** What you need to do **
State how many lines of the entries below hold the word "None"; reply with nothing but the number.

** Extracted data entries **
|---|
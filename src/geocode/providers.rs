//! Geocoding providers: Nominatim, Photon, and the key-gated OpenCage.
//!
//! Two seams: `GeocodeBackend` is one raw HTTP lookup, `LookupStage` is
//! a pipeline stage built on top of it (query generation, candidate
//! iteration, politeness pauses). Transient failures never escape a
//! stage — a miss is a miss, whatever the cause.

use super::queries::{self, PlaceKeyword, PLACE_KEYWORDS};
use super::types::{GeocodeConfig, GeocodeError, LocationRecord, PlaceContext};
use serde::Deserialize;
use std::time::Duration;

const USER_AGENT: &str = "geostage/0.3 (titled-block geocoder)";

/// A successful lookup: coordinates plus the exact query that hit.
#[derive(Debug, Clone, PartialEq)]
pub struct Fix {
    pub latitude: f64,
    pub longitude: f64,
    pub query: String,
}

/// One raw lookup against an external geocoder.
///
/// `Ok(None)` means the provider answered but had no match. `Err` covers
/// transport and decode trouble; stages downgrade it to a warned miss.
pub trait GeocodeBackend {
    fn geocode(&self, query: &str, timeout: Duration) -> Result<Option<(f64, f64)>, GeocodeError>;
}

/// One pipeline stage: a lookup strategy bound to a provenance tag.
pub trait LookupStage {
    /// Tag recorded on coordinates this stage produces.
    fn method(&self) -> &'static str;

    /// Whether the stage can run at all (credential present, etc.).
    fn available(&self) -> bool {
        true
    }

    /// Try to resolve one record. `None` covers every recoverable
    /// failure: no match, timeout, provider trouble, malformed body.
    fn lookup(&self, record: &LocationRecord, ctx: &PlaceContext) -> Option<Fix>;
}

fn pause(delay: Duration) {
    if !delay.is_zero() {
        std::thread::sleep(delay);
    }
}

// ─── Nominatim backend ──────────────────────────────────────────

#[derive(Deserialize)]
struct NominatimResult {
    lat: String,
    lon: String,
}

fn nominatim_latlon(results: &[NominatimResult]) -> Option<(f64, f64)> {
    let first = results.first()?;
    Some((first.lat.parse().ok()?, first.lon.parse().ok()?))
}

pub struct NominatimBackend;

impl GeocodeBackend for NominatimBackend {
    fn geocode(&self, query: &str, timeout: Duration) -> Result<Option<(f64, f64)>, GeocodeError> {
        let url = format!(
            "https://nominatim.openstreetmap.org/search?q={}&format=json&limit=1",
            urlencod(query),
        );
        let response = ureq::get(&url)
            .set("User-Agent", USER_AGENT)
            .timeout(timeout)
            .call()
            .map_err(|e| GeocodeError::Network(e.to_string()))?;
        let results: Vec<NominatimResult> = response
            .into_json()
            .map_err(|e| GeocodeError::InvalidResponse(e.to_string()))?;
        Ok(nominatim_latlon(&results))
    }
}

// ─── Photon backend ─────────────────────────────────────────────

#[derive(Deserialize)]
struct PhotonResponse {
    #[serde(default)]
    features: Vec<PhotonFeature>,
}

#[derive(Deserialize)]
struct PhotonFeature {
    geometry: PhotonGeometry,
}

#[derive(Deserialize)]
struct PhotonGeometry {
    // GeoJSON order: [lon, lat]
    coordinates: Vec<f64>,
}

fn photon_latlon(response: &PhotonResponse) -> Option<(f64, f64)> {
    match response.features.first()?.geometry.coordinates.as_slice() {
        [lon, lat, ..] => Some((*lat, *lon)),
        _ => None,
    }
}

pub struct PhotonBackend;

impl GeocodeBackend for PhotonBackend {
    fn geocode(&self, query: &str, timeout: Duration) -> Result<Option<(f64, f64)>, GeocodeError> {
        let url = format!(
            "https://photon.komoot.io/api?q={}&limit=1",
            urlencod(query),
        );
        let response = ureq::get(&url)
            .set("User-Agent", USER_AGENT)
            .timeout(timeout)
            .call()
            .map_err(|e| GeocodeError::Network(e.to_string()))?;
        let parsed: PhotonResponse = response
            .into_json()
            .map_err(|e| GeocodeError::InvalidResponse(e.to_string()))?;
        Ok(photon_latlon(&parsed))
    }
}

// ─── OpenCage backend ───────────────────────────────────────────

#[derive(Deserialize)]
struct OpenCageResponse {
    #[serde(default)]
    results: Vec<OpenCageResult>,
}

#[derive(Deserialize)]
struct OpenCageResult {
    geometry: OpenCageGeometry,
}

#[derive(Deserialize)]
struct OpenCageGeometry {
    lat: f64,
    lng: f64,
}

fn opencage_latlon(response: &OpenCageResponse) -> Option<(f64, f64)> {
    response
        .results
        .first()
        .map(|r| (r.geometry.lat, r.geometry.lng))
}

pub struct OpenCageBackend {
    key: String,
    country_code: String,
}

impl OpenCageBackend {
    pub fn new(key: String, country_code: String) -> Self {
        Self { key, country_code }
    }
}

impl GeocodeBackend for OpenCageBackend {
    fn geocode(&self, query: &str, timeout: Duration) -> Result<Option<(f64, f64)>, GeocodeError> {
        let url = format!(
            "https://api.opencagedata.com/geocode/v1/json?q={}&key={}&countrycode={}&limit=1&no_annotations=1",
            urlencod(query),
            urlencod(&self.key),
            urlencod(&self.country_code),
        );
        let response = ureq::get(&url)
            .set("User-Agent", USER_AGENT)
            .timeout(timeout)
            .call()
            .map_err(|e| GeocodeError::Network(e.to_string()))?;
        let parsed: OpenCageResponse = response
            .into_json()
            .map_err(|e| GeocodeError::InvalidResponse(e.to_string()))?;
        Ok(opencage_latlon(&parsed))
    }
}

// ─── Stage adapters ─────────────────────────────────────────────

/// One attempt against a backend, downgrading errors to a warned miss.
/// Pauses after the call regardless of outcome.
fn attempt<B: GeocodeBackend>(
    backend: &B,
    method: &str,
    query: &str,
    timeout: Duration,
    delay: Duration,
) -> Option<(f64, f64)> {
    let hit = match backend.geocode(query, timeout) {
        Ok(hit) => hit,
        Err(e) => {
            eprintln!("  warning: {} lookup failed for '{}': {}", method, query, e);
            None
        }
    };
    pause(delay);
    hit
}

/// Iterate candidates until one hits.
fn attempt_each<B: GeocodeBackend>(
    backend: &B,
    method: &str,
    candidates: &[String],
    timeout: Duration,
    delay: Duration,
) -> Option<Fix> {
    for query in candidates {
        if let Some((latitude, longitude)) = attempt(backend, method, query, timeout, delay) {
            return Some(Fix {
                latitude,
                longitude,
                query: query.clone(),
            });
        }
    }
    None
}

/// Stage 1: a single comma-joined query against Nominatim.
pub struct BasicLookup<B: GeocodeBackend = NominatimBackend> {
    backend: B,
    timeout: Duration,
    delay: Duration,
}

impl BasicLookup<NominatimBackend> {
    pub fn new(config: &GeocodeConfig) -> Self {
        Self::with_backend(NominatimBackend, config)
    }
}

impl<B: GeocodeBackend> BasicLookup<B> {
    /// Build over a specific backend (for testing).
    pub fn with_backend(backend: B, config: &GeocodeConfig) -> Self {
        Self {
            backend,
            timeout: config.timeout,
            delay: config.delay,
        }
    }
}

impl<B: GeocodeBackend> LookupStage for BasicLookup<B> {
    fn method(&self) -> &'static str {
        "nominatim_basic"
    }

    fn lookup(&self, record: &LocationRecord, ctx: &PlaceContext) -> Option<Fix> {
        let query = queries::basic_query(&record.title, ctx);
        let (latitude, longitude) =
            attempt(&self.backend, self.method(), &query, self.timeout, self.delay)?;
        Some(Fix {
            latitude,
            longitude,
            query,
        })
    }
}

/// Stage 2: the full variant list against Nominatim, first hit wins.
pub struct EnhancedLookup<B: GeocodeBackend = NominatimBackend> {
    backend: B,
    keywords: &'static [PlaceKeyword],
    timeout: Duration,
    delay: Duration,
}

impl EnhancedLookup<NominatimBackend> {
    pub fn new(config: &GeocodeConfig) -> Self {
        Self::with_backend(NominatimBackend, config)
    }
}

impl<B: GeocodeBackend> EnhancedLookup<B> {
    pub fn with_backend(backend: B, config: &GeocodeConfig) -> Self {
        Self {
            backend,
            keywords: PLACE_KEYWORDS,
            timeout: config.timeout,
            delay: config.delay,
        }
    }

    /// Swap the content-scan table.
    pub fn with_keywords(mut self, keywords: &'static [PlaceKeyword]) -> Self {
        self.keywords = keywords;
        self
    }
}

impl<B: GeocodeBackend> LookupStage for EnhancedLookup<B> {
    fn method(&self) -> &'static str {
        "nominatim_variants"
    }

    fn lookup(&self, record: &LocationRecord, ctx: &PlaceContext) -> Option<Fix> {
        let candidates = queries::variant_queries(&record.title, &record.content, ctx, self.keywords);
        attempt_each(&self.backend, self.method(), &candidates, self.timeout, self.delay)
    }
}

/// Stage 3: the same variant iteration against Photon.
pub struct PhotonLookup<B: GeocodeBackend = PhotonBackend> {
    backend: B,
    keywords: &'static [PlaceKeyword],
    timeout: Duration,
    delay: Duration,
}

impl PhotonLookup<PhotonBackend> {
    pub fn new(config: &GeocodeConfig) -> Self {
        Self::with_backend(PhotonBackend, config)
    }
}

impl<B: GeocodeBackend> PhotonLookup<B> {
    pub fn with_backend(backend: B, config: &GeocodeConfig) -> Self {
        Self {
            backend,
            keywords: PLACE_KEYWORDS,
            timeout: config.timeout,
            delay: config.delay,
        }
    }
}

impl<B: GeocodeBackend> LookupStage for PhotonLookup<B> {
    fn method(&self) -> &'static str {
        "photon"
    }

    fn lookup(&self, record: &LocationRecord, ctx: &PlaceContext) -> Option<Fix> {
        let candidates = queries::variant_queries(&record.title, &record.content, ctx, self.keywords);
        attempt_each(&self.backend, self.method(), &candidates, self.timeout, self.delay)
    }
}

/// Stage 4: OpenCage, single query, skipped entirely without a key.
pub struct OpenCageLookup<B: GeocodeBackend = OpenCageBackend> {
    backend: Option<B>,
    timeout: Duration,
    delay: Duration,
}

impl OpenCageLookup<OpenCageBackend> {
    pub fn new(config: &GeocodeConfig) -> Self {
        let backend = config
            .opencage_key
            .clone()
            .map(|key| OpenCageBackend::new(key, config.country_code.clone()));
        Self {
            backend,
            timeout: config.timeout,
            delay: config.delay,
        }
    }
}

impl<B: GeocodeBackend> OpenCageLookup<B> {
    /// Build over a specific backend, or `None` to model a missing key
    /// (for testing).
    pub fn with_backend(backend: Option<B>, config: &GeocodeConfig) -> Self {
        Self {
            backend,
            timeout: config.timeout,
            delay: config.delay,
        }
    }
}

impl<B: GeocodeBackend> LookupStage for OpenCageLookup<B> {
    fn method(&self) -> &'static str {
        "opencage"
    }

    fn available(&self) -> bool {
        self.backend.is_some()
    }

    fn lookup(&self, record: &LocationRecord, ctx: &PlaceContext) -> Option<Fix> {
        let backend = self.backend.as_ref()?;
        let query = queries::basic_query(&record.title, ctx);
        let (latitude, longitude) =
            attempt(backend, self.method(), &query, self.timeout, self.delay)?;
        Some(Fix {
            latitude,
            longitude,
            query,
        })
    }
}

// ─── URL encoding (minimal, no extra dep) ───────────────────────

/// Percent-encode the UTF-8 bytes of a query component.
fn urlencod(s: &str) -> String {
    let mut out = String::new();
    for &b in s.as_bytes() {
        match b {
            b'A'..=b'Z' | b'a'..=b'z' | b'0'..=b'9' | b'-' | b'_' | b'.' | b'~' => {
                out.push(b as char)
            }
            _ => out.push_str(&format!("%{:02X}", b)),
        }
    }
    out
}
|---|
** Reply **
6